With auto-related deals from Nissan, Ford, and Huntington National Bank, and a credit-card offer issue by Citigroup, the Federal Reserve’s Term Asset-Backed Securities Loan Facility is at least up and running, if not roaring. But the “final” iteration of TALF continues to receive mixed reviews, as favorable terms and a new flow of capital to smaller banks may still not be enough to induce institutional investors wary of Congressional claw-back legislation and the PR headache that may come from taking public money.

 “In order to entice private sector investors to participate, the Fed needed to make the terms appealing – and they did,” says Bill May, senior analyst at the Global Association of Risk Professionals. Can the program restart the securitization market? “TALF is designed to address the supply of consumer credit in the market,” May notes. “Demand is the other side of the equation, however, and that has been quite weak.”

The public treatment of private sector executives whose firms have received public money may make potential participants gun-shy. Congressional claw-back legislation is also raising concerns among private investors. “For the government to impose restrictions on the use of funds or on the behavior of a firm in return for loans or other services is one thing,” says May. “To impose restrictions or other requirements after-the-fact is quite different and will make investors much more hesitant to partner with the government.”

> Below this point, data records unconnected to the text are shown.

//! Checks on the survey rows, run before the tree is built

use std::collections::HashMap;

use formconv_core::{ChoicesRow, SurveyRow};

use crate::choices::{is_placeholder, ChoicesMap};
use crate::error::{ConvertError, ConvertResult};
use crate::row_type::{FieldKind, RowType};

/// Reject rows whose type can't be converted
pub fn check_types(survey: &[SurveyRow]) -> ConvertResult<()> {
    for row in survey {
        let message = match RowType::parse(row.row_type()) {
            RowType::Unsupported => {
                format!("Questions of type {:?} are not supported.", row.row_type())
            }
            RowType::Empty => "Empty type in non-empty survey row.".to_string(),
            RowType::Unknown => format!("Invalid type {:?} in survey.", row.row_type()),
            _ => continue,
        };
        return Err(ConvertError::validation(row.line(), message));
    }
    Ok(())
}

/// Check that names are identifiers and that field names are unique
///
/// A name may be reused when every row using it has a `relevant`
/// condition, so that at most one of them is visible at a time.
pub fn check_names(survey: &[SurveyRow]) -> ConvertResult<()> {
    let mut has_relevant: HashMap<&str, bool> = HashMap::new();
    for row in survey {
        let name = row.name();
        let row_type = RowType::parse(row.row_type());
        if row_type.is_end() {
            if !name.is_empty() {
                return Err(ConvertError::validation(
                    row.line(),
                    "End of group/repeat can't have a name.",
                ));
            }
            continue;
        }
        // notes may be anonymous
        if row_type == RowType::Field(FieldKind::Note) && name.is_empty() {
            continue;
        }
        if !is_identifier(name) {
            return Err(ConvertError::validation(
                row.line(),
                format!("Name {name:?} is not a valid identifier."),
            ));
        }
        let relevant = !row.relevant().is_empty();
        if let Some(&first_relevant) = has_relevant.get(name) {
            if !first_relevant || !relevant {
                return Err(ConvertError::validation(
                    row.line(),
                    format!("Field name {name:?} is already used."),
                ));
            }
        }
        has_relevant.insert(name, relevant);
    }
    Ok(())
}

/// Letters, digits and underscores, not starting with a digit
pub fn is_identifier(s: &str) -> bool {
    let mut chars = s.chars();
    match chars.next() {
        Some(c) if c == '_' || c.is_alphabetic() => {}
        _ => return false,
    }
    chars.all(|c| c == '_' || c.is_alphabetic() || c.is_numeric())
}

/// Check choice labels, and that every select field names a declared list
pub fn check_choices(
    survey: &[SurveyRow],
    rows: &[ChoicesRow],
    choices: &ChoicesMap,
) -> ConvertResult<()> {
    for row in rows {
        let list = row.list_name();
        if !row.label("").is_empty() || choices.get(list).is_some_and(|c| is_placeholder(c)) {
            continue;
        }
        return Err(ConvertError::validation(
            row.line(),
            format!("Choice list {list:?} contains a choice with no label."),
        ));
    }
    for row in survey {
        if let Some(list) = RowType::parse(row.row_type()).choice_list() {
            if !choices.contains_key(list) {
                return Err(ConvertError::validation(
                    row.line(),
                    format!("Undefined single or multiple choice {list:?}."),
                ));
            }
        }
    }
    Ok(())
}
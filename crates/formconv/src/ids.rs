//! Node identifiers

use crate::document::Node;
use crate::error::{ConvertError, ConvertResult};

/// Factor between the id of a node and the id of its first child
pub const ID_MULTIPLIER: u64 = 1000;

/// Assign ids depth first
///
/// The first node of a sibling list gets `parent * 1000 + 1` and points to
/// `parent`; each following one gets the previous id plus one and points to
/// its previous sibling.
pub fn assign_ids(nodes: &mut [Node], parent: u64) -> ConvertResult<()> {
    let mut previous = parent;
    for (i, node) in nodes.iter_mut().enumerate() {
        let id = if i == 0 {
            parent
                .checked_mul(ID_MULTIPLIER)
                .and_then(|id| id.checked_add(1))
        } else {
            previous.checked_add(1)
        };
        let id = id.ok_or_else(|| {
            ConvertError::structure(node.line, format!("Node {:?} is nested too deeply.", node.name))
        })?;
        node.parent = previous;
        node.id = id;
        assign_ids(&mut node.nodes, id)?;
        previous = id;
    }
    Ok(())
}
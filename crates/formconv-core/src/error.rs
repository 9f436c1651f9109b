//! Error types for formconv-core

use thiserror::Error;

/// Result type alias using [`Error`]
pub type Result<T> = std::result::Result<T, Error>;

/// Errors that can occur while decoding an xlsform workbook
#[derive(Debug, Error)]
pub enum Error {
    /// A sheet the xlsform convention requires is absent
    #[error("Missing mandatory sheet {0:?}.")]
    MissingSheet(String),

    /// A sheet exists but contains no non-empty row
    #[error("Empty sheet {0:?}.")]
    EmptySheet(String),

    /// A mandatory column is absent from the header row
    #[error("Column {column:?} in sheet {sheet:?} is mandatory.")]
    MissingColumn { column: String, sheet: String },

    /// Two sheets share a name
    #[error("Sheet name already exists: {0}")]
    DuplicateSheetName(String),

    /// Invalid sheet name
    #[error("Invalid sheet name: {0:?}")]
    InvalidSheetName(String),
}
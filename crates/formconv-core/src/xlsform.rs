//! xlsform decoding: from a [`Workbook`] grid to typed rows
//!
//! Which sheets and columns are read is described by the static
//! [`SheetInfo`] tables below. A mandatory column is satisfied by its plain
//! header or by its `::English` variant (`label::English (en)`). Survey and
//! settings columns missing from the tables are ignored with a warning.

use std::collections::{BTreeSet, HashMap};

use tracing::{debug, warn};

use crate::error::{Error, Result};
use crate::language::{has_default_label, header_languages, split_lang, FALLBACK_LANG};
use crate::row::{columns, ChoicesRow, Row, SettingsRow, SurveyRow};
use crate::workbook::Workbook;

pub const SURVEY_SHEET: &str = "survey";
pub const CHOICES_SHEET: &str = "choices";
pub const SETTINGS_SHEET: &str = "settings";

/// A column read from a sheet
#[derive(Debug, Clone, Copy)]
pub struct ColumnInfo {
    pub name: &'static str,
    pub mandatory: bool,
}

/// A sheet read from the workbook
#[derive(Debug, Clone, Copy)]
pub struct SheetInfo {
    pub name: &'static str,
    pub mandatory: bool,
    pub columns: &'static [ColumnInfo],
    /// Other columns carry data too (choice filter keys)
    pub extra_columns: bool,
}

const fn column(name: &'static str, mandatory: bool) -> ColumnInfo {
    ColumnInfo { name, mandatory }
}

pub static SURVEY_COLUMNS: SheetInfo = SheetInfo {
    name: SURVEY_SHEET,
    mandatory: true,
    columns: &[
        column(columns::TYPE, true),
        column(columns::NAME, true),
        column(columns::LABEL, true),
        column(columns::HINT, false),
        column(columns::RELEVANT, false),
        column(columns::CONSTRAINT, false),
        column(columns::CONSTRAINT_MESSAGE, false),
        column(columns::CALCULATION, false),
        column(columns::REQUIRED, false),
        column(columns::REQUIRED_MESSAGE, false),
        column(columns::REPEAT_COUNT, false),
        column(columns::READONLY, false),
        column(columns::DEFAULT, false),
        column(columns::APPEARANCE, false),
        column(columns::CHOICE_FILTER, false),
        column(columns::PARAMETERS, false),
    ],
    extra_columns: false,
};

pub static CHOICES_COLUMNS: SheetInfo = SheetInfo {
    name: CHOICES_SHEET,
    mandatory: true,
    columns: &[
        column(columns::LIST_NAME, true),
        column(columns::NAME, true),
        column(columns::LABEL, true),
    ],
    extra_columns: true,
};

pub static SETTINGS_COLUMNS: SheetInfo = SheetInfo {
    name: SETTINGS_SHEET,
    mandatory: false,
    columns: &[
        column(columns::TAG_LABEL, false),
        column(columns::TAG_VALUE, false),
    ],
    extra_columns: false,
};

/// The decoded content of an xlsform workbook
#[derive(Debug, Clone, Default, PartialEq)]
pub struct XlsForm {
    pub survey: Vec<SurveyRow>,
    pub choices: Vec<ChoicesRow>,
    pub settings: Vec<SettingsRow>,
    /// Grids of the sheets backing `table` fields, keyed by field name
    pub tables: HashMap<String, Vec<Vec<String>>>,
    /// Translation languages found in the survey and choices headers
    pub languages: BTreeSet<String>,
}

/// Decode the survey, choices and settings sheets of a workbook
pub fn decode(workbook: &Workbook) -> Result<XlsForm> {
    let mut form = XlsForm::default();

    if let Some(sheet) = read_sheet(workbook, &SURVEY_COLUMNS, &mut form.languages)? {
        form.survey = sheet.into_iter().map(SurveyRow::new).collect();
    }
    if let Some(sheet) = read_sheet(workbook, &CHOICES_COLUMNS, &mut form.languages)? {
        form.choices = sheet.into_iter().map(ChoicesRow::new).collect();
    }
    let mut ignored = BTreeSet::new();
    if let Some(sheet) = read_sheet(workbook, &SETTINGS_COLUMNS, &mut ignored)? {
        form.settings = sheet.into_iter().map(SettingsRow::new).collect();
    }

    for row in &form.survey {
        if row.row_type() != "table" {
            continue;
        }
        if let Some(rows) = workbook.rows(row.name()) {
            form.tables.insert(row.name().to_string(), rows.to_vec());
        }
    }

    debug!(
        survey = form.survey.len(),
        choices = form.choices.len(),
        settings = form.settings.len(),
        tables = form.tables.len(),
        "decoded xlsform"
    );
    Ok(form)
}

fn read_sheet(
    workbook: &Workbook,
    info: &SheetInfo,
    languages: &mut BTreeSet<String>,
) -> Result<Option<Vec<Row>>> {
    let Some(rows) = workbook.rows(info.name) else {
        if info.mandatory {
            return Err(Error::MissingSheet(info.name.to_string()));
        }
        return Ok(None);
    };

    let head_index = first_nonempty(rows).ok_or_else(|| Error::EmptySheet(info.name.to_string()))?;
    let head: Vec<String> = rows[head_index]
        .iter()
        .map(|cell| canonical_header(cell).to_string())
        .collect();

    for col in info.columns.iter().filter(|c| c.mandatory) {
        if !head.iter().any(|cell| satisfies(cell, col.name)) {
            return Err(Error::MissingColumn {
                column: col.name.to_string(),
                sheet: info.name.to_string(),
            });
        }
    }
    for header in unknown_columns(info, &head) {
        warn!(sheet = info.name, column = header, "ignoring unknown column");
    }
    let mut found = header_languages(&head);
    if !has_default_label(&head) {
        // `label::English` is the default language here, not a translation
        found.remove(FALLBACK_LANG);
    }
    languages.extend(found);

    let mut out = Vec::new();
    for (i, cells) in rows.iter().enumerate().skip(head_index + 1) {
        if is_empty(cells) {
            continue;
        }
        let mut row = Row::new(i + 1);
        for (header, cell) in head.iter().zip(cells) {
            if header.is_empty() {
                continue;
            }
            if split_lang(header).0 == columns::TYPE {
                row.set(header, canonical_type(cell));
            } else {
                row.set(header, cell.as_str());
            }
        }
        out.push(row);
    }
    Ok(Some(out))
}

/// A header fills a mandatory column in the default language
fn satisfies(header: &str, column: &str) -> bool {
    let (name, lang) = split_lang(header);
    name == column && (lang.is_empty() || lang == FALLBACK_LANG)
}

/// Non-empty headers naming no column of the sheet
fn unknown_columns<'h>(info: &SheetInfo, head: &'h [String]) -> Vec<&'h str> {
    if info.extra_columns {
        return Vec::new();
    }
    head.iter()
        .map(String::as_str)
        .filter(|header| !header.is_empty())
        .filter(|header| {
            let name = split_lang(header).0;
            !info.columns.iter().any(|col| col.name == name)
        })
        .collect()
}

fn canonical_header(cell: &str) -> &str {
    match cell {
        "list_name" => columns::LIST_NAME,
        _ => cell,
    }
}

/// Normalize legacy spellings of survey types
fn canonical_type(cell: &str) -> String {
    let cell = cell.trim();
    match cell {
        "begin_group" => return "begin group".to_string(),
        "end_group" => return "end group".to_string(),
        "begin_repeat" => return "begin repeat".to_string(),
        "end_repeat" => return "end repeat".to_string(),
        _ => {}
    }
    for (legacy, canonical) in [
        ("select one ", "select_one "),
        ("select multiple ", "select_multiple "),
    ] {
        if let Some(rest) = cell.strip_prefix(legacy) {
            return format!("{canonical}{rest}");
        }
    }
    cell.to_string()
}

fn is_empty(row: &[String]) -> bool {
    row.iter().all(|cell| cell.is_empty())
}

fn first_nonempty(rows: &[Vec<String>]) -> Option<usize> {
    rows.iter().position(|row| !is_empty(row))
}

Jane Storero, securities attorney with Blank Rome, also points to “uncertainty regarding whether originators of the credit exposures underlying the ABSs must comply with the executive compensation requirements under the TARP's [Capital Assistance Program], which keep changing, or other requirements.” Storero also believes that cram-down proposals “certainly are not going to help the situation and only continue the reluctance of private investors to participate in this and other government programs.”

TALF won’t just help the big banks, if it succeeds. “Securitization was plugged into everything else,” according to John Jay, a senior analyst at Aite Group. “Once you get that part of financing going, the larger banks will be able to consider doing business with small and mid-tier banks,” he says. Smaller banks who were “net lenders into the wholesale market from 2001 to 2007 lost that conduit when it shut down” as the financial crisis deepened, Jay says. Combined with the clean-up of toxic assets under the Public-Private Program for Legacy Assets, the “higher cost of financing, the stress on liquidity, and the rising cost of products for consumers” will be ameliorated, Jay believes, helping the entire banking sector. “It always comes down to what a bank can lend at versus what it can borrow at,” he adds.

Kenneth E. Bentsen, president of the Equipment Leasing and Finance Association (ELFA), says TALF will “scale down to smaller regionals and community banks because the conduits and the commercial and capital markets have come to a halt.” ELFA successfully lobbied Treasury and the Fed to include equipment finance asset-backed securities under the TALF umbrella, noting the move “may even attract some financial institutions that otherwise have not utilized ABS as a funding structure.”